Assignment:
Using the data below, show every line where the word "typed" occurs.

Saved data entries:
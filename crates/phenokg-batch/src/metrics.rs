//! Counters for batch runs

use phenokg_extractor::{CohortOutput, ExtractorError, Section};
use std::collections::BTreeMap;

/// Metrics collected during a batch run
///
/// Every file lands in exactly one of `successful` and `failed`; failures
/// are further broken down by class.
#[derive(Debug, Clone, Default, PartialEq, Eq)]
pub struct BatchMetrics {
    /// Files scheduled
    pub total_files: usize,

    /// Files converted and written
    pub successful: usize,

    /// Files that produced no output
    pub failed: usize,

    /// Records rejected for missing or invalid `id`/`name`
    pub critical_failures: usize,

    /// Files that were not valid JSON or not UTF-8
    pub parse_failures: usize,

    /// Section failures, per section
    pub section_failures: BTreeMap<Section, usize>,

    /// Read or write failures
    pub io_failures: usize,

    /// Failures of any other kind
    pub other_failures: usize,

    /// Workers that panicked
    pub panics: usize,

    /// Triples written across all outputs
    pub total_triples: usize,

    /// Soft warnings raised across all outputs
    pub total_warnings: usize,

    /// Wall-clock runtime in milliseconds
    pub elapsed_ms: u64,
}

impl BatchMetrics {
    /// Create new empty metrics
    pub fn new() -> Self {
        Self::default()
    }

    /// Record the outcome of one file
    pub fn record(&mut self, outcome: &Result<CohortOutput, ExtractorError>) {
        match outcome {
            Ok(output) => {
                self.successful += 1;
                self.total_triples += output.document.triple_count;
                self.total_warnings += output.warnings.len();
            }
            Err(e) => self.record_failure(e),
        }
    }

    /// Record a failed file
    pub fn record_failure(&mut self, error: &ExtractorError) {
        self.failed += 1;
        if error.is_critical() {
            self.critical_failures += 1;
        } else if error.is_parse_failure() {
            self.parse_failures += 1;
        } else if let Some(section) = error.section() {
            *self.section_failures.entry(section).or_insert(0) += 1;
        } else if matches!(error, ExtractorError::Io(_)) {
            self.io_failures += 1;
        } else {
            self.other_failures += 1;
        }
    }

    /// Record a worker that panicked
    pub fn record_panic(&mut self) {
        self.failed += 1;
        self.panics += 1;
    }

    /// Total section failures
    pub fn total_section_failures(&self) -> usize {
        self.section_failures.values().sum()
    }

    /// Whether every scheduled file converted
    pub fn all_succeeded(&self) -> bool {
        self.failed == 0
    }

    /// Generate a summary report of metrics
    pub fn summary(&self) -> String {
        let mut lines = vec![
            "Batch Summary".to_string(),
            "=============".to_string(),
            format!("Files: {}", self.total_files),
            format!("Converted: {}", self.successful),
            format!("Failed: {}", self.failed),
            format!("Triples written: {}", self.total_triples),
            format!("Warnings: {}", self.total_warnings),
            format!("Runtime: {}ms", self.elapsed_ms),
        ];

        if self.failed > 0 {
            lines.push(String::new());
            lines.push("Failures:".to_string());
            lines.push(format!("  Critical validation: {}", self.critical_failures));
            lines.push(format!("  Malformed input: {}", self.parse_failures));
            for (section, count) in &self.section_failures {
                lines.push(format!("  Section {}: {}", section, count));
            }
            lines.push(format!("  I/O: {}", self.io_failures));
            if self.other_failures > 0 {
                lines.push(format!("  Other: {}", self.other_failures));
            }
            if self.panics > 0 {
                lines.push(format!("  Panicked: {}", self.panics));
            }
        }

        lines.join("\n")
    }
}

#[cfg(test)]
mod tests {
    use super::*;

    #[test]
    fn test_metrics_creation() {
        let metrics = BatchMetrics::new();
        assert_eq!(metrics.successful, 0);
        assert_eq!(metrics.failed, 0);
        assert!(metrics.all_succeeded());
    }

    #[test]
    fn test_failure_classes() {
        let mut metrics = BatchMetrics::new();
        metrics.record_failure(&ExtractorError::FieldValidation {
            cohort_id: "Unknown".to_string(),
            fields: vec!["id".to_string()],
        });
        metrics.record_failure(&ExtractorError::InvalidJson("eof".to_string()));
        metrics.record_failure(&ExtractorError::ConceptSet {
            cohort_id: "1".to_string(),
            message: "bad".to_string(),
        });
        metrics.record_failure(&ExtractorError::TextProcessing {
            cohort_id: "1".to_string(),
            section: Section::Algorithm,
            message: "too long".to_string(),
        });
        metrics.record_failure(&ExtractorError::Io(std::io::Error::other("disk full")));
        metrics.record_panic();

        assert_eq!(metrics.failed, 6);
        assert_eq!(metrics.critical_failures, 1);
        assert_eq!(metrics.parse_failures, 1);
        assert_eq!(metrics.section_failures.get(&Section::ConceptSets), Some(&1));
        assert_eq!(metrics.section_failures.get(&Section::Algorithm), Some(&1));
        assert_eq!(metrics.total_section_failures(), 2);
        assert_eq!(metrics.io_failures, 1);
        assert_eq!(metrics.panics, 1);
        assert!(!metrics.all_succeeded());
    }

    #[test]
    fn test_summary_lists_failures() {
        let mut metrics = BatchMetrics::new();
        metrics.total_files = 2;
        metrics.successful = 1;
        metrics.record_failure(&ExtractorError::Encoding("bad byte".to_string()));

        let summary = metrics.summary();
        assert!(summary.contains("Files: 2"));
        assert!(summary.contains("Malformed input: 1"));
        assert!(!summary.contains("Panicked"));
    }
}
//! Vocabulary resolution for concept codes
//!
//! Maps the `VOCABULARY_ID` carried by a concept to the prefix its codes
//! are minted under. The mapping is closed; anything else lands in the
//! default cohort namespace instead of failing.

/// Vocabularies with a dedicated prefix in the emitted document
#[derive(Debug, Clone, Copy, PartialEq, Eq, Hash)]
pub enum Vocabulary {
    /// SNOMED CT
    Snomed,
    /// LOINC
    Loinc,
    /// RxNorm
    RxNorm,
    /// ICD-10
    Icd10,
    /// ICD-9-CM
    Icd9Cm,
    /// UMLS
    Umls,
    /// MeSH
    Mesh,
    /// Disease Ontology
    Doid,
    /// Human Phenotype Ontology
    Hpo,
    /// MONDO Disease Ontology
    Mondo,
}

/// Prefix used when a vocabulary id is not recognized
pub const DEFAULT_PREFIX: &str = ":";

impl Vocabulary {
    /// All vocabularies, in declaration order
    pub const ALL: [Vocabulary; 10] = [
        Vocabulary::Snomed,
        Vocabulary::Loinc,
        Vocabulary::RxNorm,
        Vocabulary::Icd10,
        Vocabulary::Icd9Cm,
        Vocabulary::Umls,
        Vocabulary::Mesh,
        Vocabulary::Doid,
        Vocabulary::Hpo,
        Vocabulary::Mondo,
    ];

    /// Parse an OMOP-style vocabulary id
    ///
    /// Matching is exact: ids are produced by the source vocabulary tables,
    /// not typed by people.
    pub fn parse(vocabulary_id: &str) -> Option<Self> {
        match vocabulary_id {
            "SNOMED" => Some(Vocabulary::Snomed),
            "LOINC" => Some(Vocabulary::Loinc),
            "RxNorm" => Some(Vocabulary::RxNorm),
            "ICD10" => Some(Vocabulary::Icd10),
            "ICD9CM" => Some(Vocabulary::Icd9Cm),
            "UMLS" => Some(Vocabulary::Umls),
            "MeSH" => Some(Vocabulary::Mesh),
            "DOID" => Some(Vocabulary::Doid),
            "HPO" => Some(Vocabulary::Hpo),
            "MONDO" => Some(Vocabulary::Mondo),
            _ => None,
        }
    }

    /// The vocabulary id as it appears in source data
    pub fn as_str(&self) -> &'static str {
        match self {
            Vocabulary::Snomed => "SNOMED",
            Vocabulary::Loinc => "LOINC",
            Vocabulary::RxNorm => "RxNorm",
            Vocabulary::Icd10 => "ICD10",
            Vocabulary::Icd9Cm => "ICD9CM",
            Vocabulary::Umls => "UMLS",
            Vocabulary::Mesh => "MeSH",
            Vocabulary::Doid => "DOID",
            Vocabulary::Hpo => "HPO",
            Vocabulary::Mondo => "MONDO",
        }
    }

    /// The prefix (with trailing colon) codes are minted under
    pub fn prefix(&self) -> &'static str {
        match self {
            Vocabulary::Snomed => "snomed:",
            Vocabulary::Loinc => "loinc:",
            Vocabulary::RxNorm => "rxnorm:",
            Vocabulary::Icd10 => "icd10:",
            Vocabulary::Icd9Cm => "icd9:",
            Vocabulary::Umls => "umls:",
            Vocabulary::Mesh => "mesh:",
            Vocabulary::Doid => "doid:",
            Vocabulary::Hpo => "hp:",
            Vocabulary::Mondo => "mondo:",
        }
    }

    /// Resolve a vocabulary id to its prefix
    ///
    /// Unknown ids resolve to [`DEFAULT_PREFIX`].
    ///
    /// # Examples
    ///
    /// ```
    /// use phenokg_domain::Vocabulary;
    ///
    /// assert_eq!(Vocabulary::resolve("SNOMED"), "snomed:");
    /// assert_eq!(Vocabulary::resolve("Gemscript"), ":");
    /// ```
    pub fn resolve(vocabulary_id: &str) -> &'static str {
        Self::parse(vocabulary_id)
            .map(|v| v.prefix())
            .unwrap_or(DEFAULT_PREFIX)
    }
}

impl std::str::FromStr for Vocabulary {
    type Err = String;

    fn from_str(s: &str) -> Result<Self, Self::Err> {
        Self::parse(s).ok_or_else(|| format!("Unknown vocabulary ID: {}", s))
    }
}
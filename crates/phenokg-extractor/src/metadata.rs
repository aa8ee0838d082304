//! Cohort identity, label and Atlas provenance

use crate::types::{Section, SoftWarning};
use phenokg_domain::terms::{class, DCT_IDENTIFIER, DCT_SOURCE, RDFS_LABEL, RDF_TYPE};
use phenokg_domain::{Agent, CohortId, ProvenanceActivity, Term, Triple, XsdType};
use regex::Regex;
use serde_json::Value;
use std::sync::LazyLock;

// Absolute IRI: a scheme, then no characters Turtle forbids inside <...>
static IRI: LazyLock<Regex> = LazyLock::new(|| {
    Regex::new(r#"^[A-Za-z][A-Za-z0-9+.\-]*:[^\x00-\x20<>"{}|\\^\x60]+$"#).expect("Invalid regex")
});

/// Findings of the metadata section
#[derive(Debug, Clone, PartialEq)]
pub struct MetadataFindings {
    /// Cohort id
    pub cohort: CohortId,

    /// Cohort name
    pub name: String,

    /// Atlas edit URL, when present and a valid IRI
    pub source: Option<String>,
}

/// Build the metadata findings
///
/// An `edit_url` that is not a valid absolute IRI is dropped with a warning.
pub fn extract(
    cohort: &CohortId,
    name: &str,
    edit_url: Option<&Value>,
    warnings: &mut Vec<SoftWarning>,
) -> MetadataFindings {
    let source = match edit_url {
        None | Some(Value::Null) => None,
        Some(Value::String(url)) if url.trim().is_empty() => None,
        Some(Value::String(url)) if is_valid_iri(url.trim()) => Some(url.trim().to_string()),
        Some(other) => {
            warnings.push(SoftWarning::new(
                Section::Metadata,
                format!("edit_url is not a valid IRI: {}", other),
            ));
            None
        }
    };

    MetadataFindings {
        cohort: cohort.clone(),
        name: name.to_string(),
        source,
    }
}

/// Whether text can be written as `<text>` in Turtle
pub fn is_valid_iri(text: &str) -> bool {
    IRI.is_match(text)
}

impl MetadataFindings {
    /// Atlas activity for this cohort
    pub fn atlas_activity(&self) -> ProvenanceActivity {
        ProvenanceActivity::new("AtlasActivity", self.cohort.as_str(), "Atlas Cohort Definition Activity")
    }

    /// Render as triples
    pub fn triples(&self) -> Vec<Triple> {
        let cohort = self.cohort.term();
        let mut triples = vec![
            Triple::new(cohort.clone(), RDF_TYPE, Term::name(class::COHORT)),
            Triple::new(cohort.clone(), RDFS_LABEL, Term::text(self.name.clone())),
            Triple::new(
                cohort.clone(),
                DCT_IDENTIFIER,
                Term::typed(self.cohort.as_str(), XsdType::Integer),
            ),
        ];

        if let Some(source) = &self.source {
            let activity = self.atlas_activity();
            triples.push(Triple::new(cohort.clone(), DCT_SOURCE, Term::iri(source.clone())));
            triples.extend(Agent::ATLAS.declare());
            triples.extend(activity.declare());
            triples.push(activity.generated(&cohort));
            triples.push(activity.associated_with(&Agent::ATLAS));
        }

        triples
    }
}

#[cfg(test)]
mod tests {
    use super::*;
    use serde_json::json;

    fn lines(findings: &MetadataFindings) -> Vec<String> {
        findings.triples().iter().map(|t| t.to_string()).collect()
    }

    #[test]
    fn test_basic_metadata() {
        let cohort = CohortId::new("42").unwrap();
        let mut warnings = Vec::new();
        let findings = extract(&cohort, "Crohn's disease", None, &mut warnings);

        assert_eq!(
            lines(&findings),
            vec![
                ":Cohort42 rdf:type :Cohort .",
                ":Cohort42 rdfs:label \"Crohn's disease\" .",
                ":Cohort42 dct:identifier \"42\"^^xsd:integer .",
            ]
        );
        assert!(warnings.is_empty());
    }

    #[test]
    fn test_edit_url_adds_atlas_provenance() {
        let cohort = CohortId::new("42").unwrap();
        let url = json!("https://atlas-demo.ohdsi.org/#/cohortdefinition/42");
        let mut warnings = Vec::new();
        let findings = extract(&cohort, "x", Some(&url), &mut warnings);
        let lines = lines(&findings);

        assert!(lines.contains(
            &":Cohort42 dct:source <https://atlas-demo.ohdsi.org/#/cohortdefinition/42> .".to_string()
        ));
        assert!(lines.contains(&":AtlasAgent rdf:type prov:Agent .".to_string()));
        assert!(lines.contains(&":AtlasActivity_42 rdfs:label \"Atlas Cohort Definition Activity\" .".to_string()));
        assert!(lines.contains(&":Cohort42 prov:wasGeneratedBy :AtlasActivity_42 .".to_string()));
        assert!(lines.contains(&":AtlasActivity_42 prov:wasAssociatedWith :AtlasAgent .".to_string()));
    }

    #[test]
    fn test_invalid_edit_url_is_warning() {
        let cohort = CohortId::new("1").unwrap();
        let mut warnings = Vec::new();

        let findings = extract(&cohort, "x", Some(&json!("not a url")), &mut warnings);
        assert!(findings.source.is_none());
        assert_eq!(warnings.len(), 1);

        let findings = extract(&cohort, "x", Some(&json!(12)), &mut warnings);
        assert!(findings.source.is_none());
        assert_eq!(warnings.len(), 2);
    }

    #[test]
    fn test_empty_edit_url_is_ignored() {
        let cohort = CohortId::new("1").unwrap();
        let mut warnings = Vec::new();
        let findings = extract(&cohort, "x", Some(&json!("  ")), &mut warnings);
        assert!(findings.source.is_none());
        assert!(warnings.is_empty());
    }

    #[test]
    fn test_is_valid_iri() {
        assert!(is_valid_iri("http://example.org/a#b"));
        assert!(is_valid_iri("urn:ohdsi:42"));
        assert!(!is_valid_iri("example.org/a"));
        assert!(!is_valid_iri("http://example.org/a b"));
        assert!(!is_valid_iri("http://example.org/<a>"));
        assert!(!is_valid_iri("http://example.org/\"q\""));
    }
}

Output for this exercise:
    /// not typed by people.
                Term::typed(self.cohort.as_str(), XsdType::Integer),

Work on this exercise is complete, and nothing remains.